Five Sugar Maples, 18 x 22 inches, 23 x 25 framed, oil on canvas.


New Day II, 24 x 24 inches, 31 x 31 framed, oil on canvas.


Under a Brilliant Moon, 30 x 30 inches, oil on gallery wrapped canvas.

WInter arrived...

this past week, with a quick dump of heart-attack snow, and the arrival of some favorite winter neighbors.

I love to watch the Short-Eared owls, often arriving as a pair, arcing crazily around the fields. Staying low and close to the ground, they'll wheel acrobatically and drop on something small and unseen in the distance.

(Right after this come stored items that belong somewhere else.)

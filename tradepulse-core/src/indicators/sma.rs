//! Simple Moving Average (SMA).
//!
//! Mean of the last `period` closes. Requires `period` closes.

use crate::indicators::{mean, round2};

#[derive(Debug, Clone)]
pub struct Sma {
    period: usize,
}

impl Sma {
    pub fn new(period: usize) -> Self {
        assert!(period >= 1, "SMA period must be >= 1");
        Self { period }
    }

    /// Latest SMA value, or `None` when fewer than `period` closes exist.
    pub fn compute(&self, closes: &[f64]) -> Option<f64> {
        if closes.len() < self.period {
            return None;
        }
        Some(round2(mean(&closes[closes.len() - self.period..])))
    }
}
//! Support/resistance detection: swing points and pivot levels.
//!
//! Swing highs/lows use a strict two-neighbor fence over the whole series.
//! Only levels on the correct side of the current price are kept — at most
//! the three nearest on each side, ascending. Pivot points use the classic
//! formula over the last 20 closes.

use serde::Serialize;

use crate::domain::PriceSeries;
use crate::indicators::round2;

/// Classic pivot levels from the recent high/low/close.
#[derive(Debug, Clone, Copy, PartialEq, Serialize)]
pub struct PivotPoints {
    pub pivot: f64,
    pub r1: f64,
    pub r2: f64,
    pub s1: f64,
    pub s2: f64,
}

/// Detected price levels around the current price.
#[derive(Debug, Clone, PartialEq, Serialize, Default)]
pub struct SupportResistance {
    /// Up to 3 distinct swing lows below the current price, ascending.
    pub support: Vec<f64>,
    /// Up to 3 distinct swing highs above the current price, ascending.
    pub resistance: Vec<f64>,
    pub pivot_points: Option<PivotPoints>,
    pub nearest_support: Option<f64>,
    pub nearest_resistance: Option<f64>,
}

#[derive(Debug, Clone)]
pub struct LevelDetector {
    min_len: usize,
    max_levels: usize,
    pivot_window: usize,
}

impl Default for LevelDetector {
    fn default() -> Self {
        Self {
            min_len: 20,
            max_levels: 3,
            pivot_window: 20,
        }
    }
}

impl LevelDetector {
    /// Detect levels. Fewer than 20 points → empty result.
    pub fn detect(&self, series: &PriceSeries, current_price: f64) -> SupportResistance {
        let closes = series.closes();
        if closes.len() < self.min_len {
            return SupportResistance::default();
        }

        let mut swing_lows = Vec::new();
        let mut swing_highs = Vec::new();
        for i in 2..closes.len() - 2 {
            let c = closes[i];
            if c > closes[i - 1] && c > closes[i - 2] && c > closes[i + 1] && c > closes[i + 2] {
                swing_highs.push(round2(c));
            }
            if c < closes[i - 1] && c < closes[i - 2] && c < closes[i + 1] && c < closes[i + 2] {
                swing_lows.push(round2(c));
            }
        }

        // Nearest `max_levels` on the correct side, ascending. Values are
        // already rounded, so exact dedup is safe.
        let mut support: Vec<f64> = swing_lows.into_iter().filter(|&s| s < current_price).collect();
        support.sort_by(|a, b| a.partial_cmp(b).unwrap());
        support.dedup();
        if support.len() > self.max_levels {
            support.drain(..support.len() - self.max_levels);
        }

        let mut resistance: Vec<f64> = swing_highs
            .into_iter()
            .filter(|&r| r > current_price)
            .collect();
        resistance.sort_by(|a, b| a.partial_cmp(b).unwrap());
        resistance.dedup();
        resistance.truncate(self.max_levels);

        let window = &closes[closes.len() - self.pivot_window..];
        let high = window.iter().copied().fold(f64::MIN, f64::max);
        let low = window.iter().copied().fold(f64::MAX, f64::min);
        let close = *window.last().unwrap();
        let pivot = (high + low + close) / 3.0;
        let pivot_points = Some(PivotPoints {
            pivot: round2(pivot),
            r1: round2(2.0 * pivot - low),
            r2: round2(pivot + (high - low)),
            s1: round2(2.0 * pivot - high),
            s2: round2(pivot - (high - low)),
        });

        SupportResistance {
            nearest_support: support.last().copied(),
            nearest_resistance: resistance.first().copied(),
            support,
            resistance,
            pivot_points,
        }
    }
}
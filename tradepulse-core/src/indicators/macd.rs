//! Moving Average Convergence Divergence (MACD).
//!
//! macd = EMA(fast) - EMA(slow); signal = EMA(signal_period) of the macd
//! series; histogram = macd - signal.
//! EMAs are seeded with the SMA of the first `period` values, then
//! recursive: EMA[t] = alpha * close[t] + (1 - alpha) * EMA[t-1].
//! Present from `slow` closes; the signal line stabilizes once at least
//! `signal_period` macd values exist (fewer → simple mean of what exists).

use serde::Serialize;

use crate::indicators::{mean, round4};

/// Latest MACD line, signal line, and histogram.
#[derive(Debug, Clone, Copy, PartialEq, Serialize)]
pub struct MacdValue {
    pub macd: f64,
    pub signal: f64,
    pub histogram: f64,
}

#[derive(Debug, Clone)]
pub struct Macd {
    fast: usize,
    slow: usize,
    signal_period: usize,
}

impl Macd {
    pub fn new(fast: usize, slow: usize, signal_period: usize) -> Self {
        assert!(fast >= 1 && slow >= 1 && signal_period >= 1, "MACD periods must be >= 1");
        assert!(fast < slow, "MACD fast period must be shorter than slow");
        Self {
            fast,
            slow,
            signal_period,
        }
    }

    /// Standard MACD(12, 26, 9).
    pub fn standard() -> Self {
        Self::new(12, 26, 9)
    }

    /// Latest MACD value, or `None` when fewer than `slow` closes exist.
    pub fn compute(&self, closes: &[f64]) -> Option<MacdValue> {
        if closes.len() < self.slow {
            return None;
        }

        let fast_ema = ema_series(closes, self.fast);
        let slow_ema = ema_series(closes, self.slow);

        // MACD line exists wherever the slow EMA does.
        let macd_line: Vec<f64> = (self.slow - 1..closes.len())
            .map(|i| fast_ema[i] - slow_ema[i])
            .collect();

        let signal = if macd_line.len() >= self.signal_period {
            *ema_series(&macd_line, self.signal_period).last().unwrap()
        } else {
            // Short series: the EMA seed rule applied to what exists.
            mean(&macd_line)
        };

        let macd = *macd_line.last().unwrap();
        Some(MacdValue {
            macd: round4(macd),
            signal: round4(signal),
            histogram: round4(macd - signal),
        })
    }
}

/// Full-length EMA series; the first `period - 1` slots are unseeded and
/// must not be read. Caller guarantees `values.len() >= period`.
fn ema_series(values: &[f64], period: usize) -> Vec<f64> {
    let alpha = 2.0 / (period as f64 + 1.0);
    let mut result = vec![0.0; values.len()];

    let seed = mean(&values[..period]);
    result[period - 1] = seed;

    let mut prev = seed;
    for i in period..values.len() {
        let ema = alpha * values[i] + (1.0 - alpha) * prev;
        result[i] = ema;
        prev = ema;
    }
    result
}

Darby prefers the Harrier hawks, with their slow, gracefully rocking flight, also low and quiet above the winter turned field.

The cold is sudden, and not altogether welcome, but I've already found a painting in the harsh arrival. Something small, but atmospheric, should be done in a couple more days.

The end for now.....


The Artifact of Landscape show came down this week. I have to take a break from the magnum landscapes for a bit and work on some smaller scale work for my show season. Well, smaller by my new 12 feet is medium-sized standard. I have several 4, 5 and 6 foot paintings underway, which should start finishing up in the next few weeks.

I'm excited about the upcoming show season and the pieces I am getting ready for it, and at the same time, there are ideas for the extra-large landscapes bubbling just under the surface that are hard to put aside for the moment.

Oh well, art was never supposed to be easy, and if it was, I'd be bored.